Somebody give me a puka shell necklace. I'm going full douche.


And now, a message of hope. Everything is garbage. You find something you care about, and it's taken from you. Your colleagues, your dream job, your mango yoghurt. Never love anything. That's the lesson.


Amy: Rule number one, let's not tell anyone so we can figure out what this is first.
Jake: Smart. Rule number two, let's not put labels on it. We're not boyfriend and girlfriend, we're just...murmzeep and jinglebin.
Amy: Great. Rule number three, let's not have sex right away.
Jake: (pause) Cool. Cool cool cool cool cool cool cool, no doubt no doubt no doubt no doubt. Good rule, no sex, good rule.

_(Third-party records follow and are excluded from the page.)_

//! Simulated Drag Demo
//!
//! Drives a draggable list without any UI:
//! - A frame thread feeds touch/pan events and ticks the engine at 60 Hz
//! - An application thread drains the inbox and runs the callbacks
//! - The reordered data travels back and is applied with `set_data`
//!
//! Run with: cargo run -p dragflow_list --example simulated_drag

use std::sync::mpsc;
use std::thread;
use std::time::Duration;

use dragflow_list::{
    event_types, DragListCallbacks, DragListConfig, DraggableList, Event, Layout, PointerKind,
};

const ROW: f32 = 48.0;
const FRAME: f32 = 1.0 / 60.0;

fn main() -> anyhow::Result<()> {
    tracing_subscriber::fmt()
        .with_max_level(tracing::Level::DEBUG)
        .init();

    let tasks: Vec<String> = (1..=8).map(|i| format!("Task {i}")).collect();
    let (mut list, inbox) = DraggableList::builder()
        .data(tasks.clone())
        .key_extractor(|task: &String, _| task.clone())
        .config(DragListConfig::default().activation_distance(4.0))
        .build()?;

    list.on_container_layout(Layout::new(0.0, 0.0, 360.0, 240.0));
    list.on_content_size_change(360.0, tasks.len() as f32 * ROW);
    for (i, task) in tasks.iter().enumerate() {
        list.on_cell_layout(task.clone(), i as f32 * ROW, ROW);
    }

    // Application side
    let (reordered_tx, reordered_rx) = mpsc::channel();
    let app = thread::spawn(move || {
        let mut callbacks = DragListCallbacks::new()
            .on_drag_begin(|index| tracing::info!("picked up row {}", index))
            .on_placeholder_index_change(|index| tracing::info!("placeholder now at {}", index))
            .on_release(|index| tracing::info!("released row {}", index))
            .on_drag_end(move |end| {
                tracing::info!("moved {} -> {}", end.from, end.to);
                let _ = reordered_tx.send(end.data);
            });

        while let Some(event) = inbox.recv_timeout(Duration::from_secs(1)) {
            callbacks.deliver(event);
        }
    });

    // Frame side: long-press "Task 2", drag it down three rows, let go
    let key = tasks[1].clone();
    let start_y = ROW * 1.5;
    list.handle_event(&Event::touch_down(20.0, start_y, PointerKind::Touch));
    list.drag(&key);
    list.handle_event(&Event::pan(
        event_types::PAN_BEGIN,
        (0.0, 0.0),
        (20.0, start_y),
        PointerKind::Touch,
    ));

    let mut translation = 0.0;
    while translation < ROW * 3.0 {
        translation += 6.0;
        list.handle_event(&Event::pan(
            event_types::PAN_UPDATE,
            (0.0, translation),
            (20.0, start_y + translation),
            PointerKind::Touch,
        ));
        list.frame(FRAME);
    }

    list.handle_event(&Event::pan(
        event_types::PAN_END,
        (0.0, translation),
        (20.0, start_y + translation),
        PointerKind::Touch,
    ));
    list.handle_event(&Event::touch_up(20.0, start_y + translation, PointerKind::Touch));
    for _ in 0..600 {
        if !list.frame(FRAME) {
            break;
        }
    }

    let data = reordered_rx.recv_timeout(Duration::from_secs(1))?;
    list.set_data(data);
    tracing::info!("new order: {:?}", list.data());

    drop(list);
    app.join()
        .map_err(|_| anyhow::anyhow!("application thread panicked"))?;
    Ok(())
}
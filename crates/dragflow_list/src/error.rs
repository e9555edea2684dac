//! Drag list error types

use thiserror::Error;

/// Configuration errors surfaced when a [`crate::DraggableList`] is built.
///
/// Everything that can go wrong at runtime (stale indices, missing
/// measurements, a saturated outer container) is recovered locally and never
/// reaches the caller.
#[derive(Error, Debug, Clone, PartialEq)]
pub enum DragListError {
    /// No key extractor was supplied
    #[error("a key extractor is required to build a draggable list")]
    MissingKeyExtractor,

    /// A numeric setting is out of range
    #[error("invalid drag list config: {field} = {value}")]
    InvalidConfig { field: &'static str, value: f32 },

    /// The settle spring parameters are not usable
    #[error("invalid settle spring: stiffness={stiffness}, damping={damping}, mass={mass}")]
    InvalidSpring {
        stiffness: f32,
        damping: f32,
        mass: f32,
    },
}

/// Result type for drag list operations
pub type Result<T> = std::result::Result<T, DragListError>;
//! Dragflow Core Runtime
//!
//! This crate provides the foundational primitives shared by the dragflow
//! crates:
//!
//! - **Gesture Events**: Platform-agnostic pan/touch events with pointer kinds
//! - **State Transitions**: Tagged-enum state machines driven by event ids
//! - **Mailbox**: Non-blocking hand-off from the frame loop to the application
//!
//! # Example
//!
//! ```rust
//! use dragflow_core::mailbox;
//!
//! let (mailbox, inbox) = mailbox::channel::<u32>();
//!
//! // Posted from the frame loop, never blocks
//! mailbox.post(1);
//! mailbox.post(2);
//!
//! // Drained later from the application context, in order
//! let received: Vec<u32> = inbox.drain().collect();
//! assert_eq!(received, vec![1, 2]);
//! ```

pub mod events;
pub mod fsm;
pub mod mailbox;

pub use events::{Event, EventData, EventType, PointerKind};
pub use fsm::{EventId, StateTransitions};
pub use mailbox::{Inbox, Mailbox};
//! Reorder commit

/// Result of a completed drag
#[derive(Debug, Clone, PartialEq)]
pub struct DragEnd<T> {
    /// Index the item was grabbed from
    pub from: usize,
    /// Index the item was dropped at
    pub to: usize,
    /// Data with the item moved from `from` to `to`
    pub data: Vec<T>,
}

/// Move the element at `from` to `to`, shifting the elements in between.
///
/// `from == to` returns an identical copy. Out-of-range indices leave the
/// sequence unchanged.
pub fn reorder<T: Clone>(data: &[T], from: usize, to: usize) -> Vec<T> {
    let mut next = data.to_vec();
    if from == to || from >= next.len() || to >= next.len() {
        return next;
    }
    let item = next.remove(from);
    next.insert(to, item);
    next
}
//! Outer auto-scroll
//!
//! Scrolls an ancestor scroll container when the pointer nears the edges of
//! its viewport during a drag, and locks the container's own scrolling while
//! a drag session exists so the two gestures do not fight.

use dragflow_core::events::PointerKind;
use dragflow_core::fsm::{EventId, StateTransitions};

use crate::config::Axis;
use crate::host::OuterScrollContainer;

/// Outer scroll events
pub mod outer_events {
    use dragflow_core::fsm::EventId;

    /// Pointer entered the band at the leading edge
    pub const ENTER_TOP: EventId = 1;
    /// Pointer entered the band at the trailing edge
    pub const ENTER_BOTTOM: EventId = 2;
    /// Pointer is away from both edges, or the drag ended
    pub const LEAVE: EventId = 3;
    /// Container did not move in the requested direction
    pub const SATURATED: EventId = 4;
}

/// Outer auto-scroll state
#[derive(Debug, Clone, Copy, PartialEq, Eq, Hash, Default)]
pub enum OuterScrollState {
    #[default]
    Idle,
    Up,
    Down,
}

impl StateTransitions for OuterScrollState {
    fn on_event(&self, event: EventId) -> Option<Self> {
        use outer_events::*;
        match (self, event) {
            (_, ENTER_TOP) => Some(OuterScrollState::Up),
            (_, ENTER_BOTTOM) => Some(OuterScrollState::Down),
            (_, LEAVE) => Some(OuterScrollState::Idle),
            (OuterScrollState::Up | OuterScrollState::Down, SATURATED) => {
                Some(OuterScrollState::Idle)
            }
            _ => None,
        }
    }
}

/// Direction of the last outer scroll request
#[derive(Debug, Clone, Copy, PartialEq, Eq, Default)]
pub enum ScrollDir {
    #[default]
    None,
    Up,
    Down,
}

impl ScrollDir {
    pub fn sign(&self) -> f32 {
        match self {
            ScrollDir::None => 0.0,
            ScrollDir::Up => -1.0,
            ScrollDir::Down => 1.0,
        }
    }
}

/// Outer container auto-scroll engine
pub struct OuterAutoScroll {
    container: Box<dyn OuterScrollContainer>,
    axis: Axis,
    state: OuterScrollState,
    /// Viewport edges in window coordinates
    top: f32,
    bottom: f32,
    /// Last observed container offset
    offset: Option<f32>,
    /// Offset requested by the last step
    attempted: f32,
    last_dir: ScrollDir,
    pointer: Option<f32>,
    locked: bool,
}

impl std::fmt::Debug for OuterAutoScroll {
    fn fmt(&self, f: &mut std::fmt::Formatter<'_>) -> std::fmt::Result {
        f.debug_struct("OuterAutoScroll")
            .field("axis", &self.axis)
            .field("state", &self.state)
            .field("top", &self.top)
            .field("bottom", &self.bottom)
            .field("offset", &self.offset)
            .field("locked", &self.locked)
            .finish_non_exhaustive()
    }
}

impl OuterAutoScroll {
    /// Attach to a container and take its first measurement
    pub fn attach(container: Box<dyn OuterScrollContainer>, axis: Axis) -> Self {
        let mut engine = Self {
            container,
            axis,
            state: OuterScrollState::Idle,
            top: 0.0,
            bottom: 0.0,
            offset: None,
            attempted: 0.0,
            last_dir: ScrollDir::None,
            pointer: None,
            locked: false,
        };
        engine.measure();
        engine
    }

    pub fn state(&self) -> OuterScrollState {
        self.state
    }

    /// Scroll axis of the container
    pub fn axis(&self) -> Axis {
        self.axis
    }

    /// Viewport edges along the axis, in window coordinates
    pub fn bounds(&self) -> (f32, f32) {
        (self.top, self.bottom)
    }

    pub fn is_locked(&self) -> bool {
        self.locked
    }

    /// Offset requested by the last step
    pub fn attempted_offset(&self) -> f32 {
        self.attempted
    }

    /// Re-measure the container viewport. Called on attach, layout and resize.
    pub fn measure(&mut self) {
        match self.container.measure_in_window() {
            Some(rect) => {
                self.top = self.axis.pick(rect.x, rect.y);
                self.bottom = self.top + self.axis.pick(rect.width, rect.height);
                tracing::trace!("outer: measured {:.1}..{:.1}", self.top, self.bottom);
            }
            None => {
                tracing::warn!("outer: container could not be measured, keeping last bounds");
            }
        }
    }

    /// Disable the container's scrolling for a new drag session. Mouse
    /// pointers keep wheel scrolling.
    pub fn lock(&mut self, pointer: PointerKind) {
        if pointer.is_mouse() {
            tracing::trace!("outer: mouse pointer, scroll lock skipped");
            return;
        }
        self.container.set_scroll_enabled(false);
        self.locked = true;
    }

    /// Restore the container's scrolling and stop any auto-scroll
    pub fn unlock(&mut self) {
        self.container.set_scroll_enabled(true);
        self.locked = false;
        self.pointer = None;
        self.last_dir = ScrollDir::None;
        self.state.send(outer_events::LEAVE);
    }

    /// Pointer moved (or lifted). Re-evaluates the scroll state.
    pub fn on_pointer(&mut self, pointer: Option<f32>, session_active: bool, threshold: f32) {
        self.pointer = pointer;
        let event = match pointer {
            Some(p) if session_active && p < self.top + threshold => outer_events::ENTER_TOP,
            Some(p) if session_active && p > self.bottom - threshold => outer_events::ENTER_BOTTOM,
            _ => outer_events::LEAVE,
        };
        self.state.send(event);
    }

    /// Advance one frame. Returns the requested offset when it scrolled.
    pub fn step(&mut self, session_active: bool, threshold: f32, speed: f32) -> Option<f32> {
        let pointer = self.pointer?;
        if !session_active {
            return None;
        }
        let offset = self.offset?;
        let (dist, dir) = match self.state {
            OuterScrollState::Idle => return None,
            OuterScrollState::Up => (pointer - self.top, ScrollDir::Up),
            OuterScrollState::Down => (self.bottom - pointer, ScrollDir::Down),
        };

        let pct = 1.0 - dist / threshold;
        if pct <= 0.0 {
            return None;
        }

        self.attempted = offset + pct * speed * dir.sign();
        self.last_dir = dir;
        tracing::trace!("outer: {:?} -> {:.1}", dir, self.attempted);
        self.container.scroll_to(self.attempted, false);
        Some(self.attempted)
    }

    /// Observed container offset. Goes idle when the container failed to move
    /// in the direction last requested.
    pub fn on_outer_scroll(&mut self, offset: f32) {
        let prev = self.offset.replace(offset);
        let Some(prev) = prev else {
            return;
        };
        if self.state == OuterScrollState::Idle {
            return;
        }
        let moved = match self.last_dir {
            ScrollDir::Down => offset > prev,
            ScrollDir::Up => offset < prev,
            ScrollDir::None => true,
        };
        if !moved {
            tracing::debug!("outer: saturated at {:.1}", offset);
            self.state.send(outer_events::SATURATED);
        }
    }
}

impl Drop for OuterAutoScroll {
    fn drop(&mut self) {
        self.container.set_scroll_enabled(true);
    }
}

Jake: So talk to me Goose, how are we lookin'?
Gina: Sexy, but not like we're trying to, but like, sure we're trying, but it's almost effortless?

Santiago: Pretty hungover?
Peralta: Shhhhh...turn off your mouth siren...

I’ve got some stories that will make Training Day look like Super Troopers.


Santiago: You go through doors normally, and everyone calls you pineapples.
Peralta: My grandma calls me pineapples, and I regret telling you that.

Gina: But seriously, what’s your favourite Jay-Z song?
Interviewee: I dunno! Big Pimpin’? It’s Big Pimpin’!
Gina: Awww. Wrong answer, friend.

All Fire Marshals are doofuses, but Boone is King Doofus of Doofus Island.


Holt: Why do you idolize that man and the time he wrote about?
Peralta: Because the 70s were amazing! Everyone had big juicy mustaches and all the clothes were orange...and flammable.

Diaz: When this is over, I’m going to find you, and I’m going to break those little fingers.
Judge: Ms Diaz, please stop threatening the stenographer!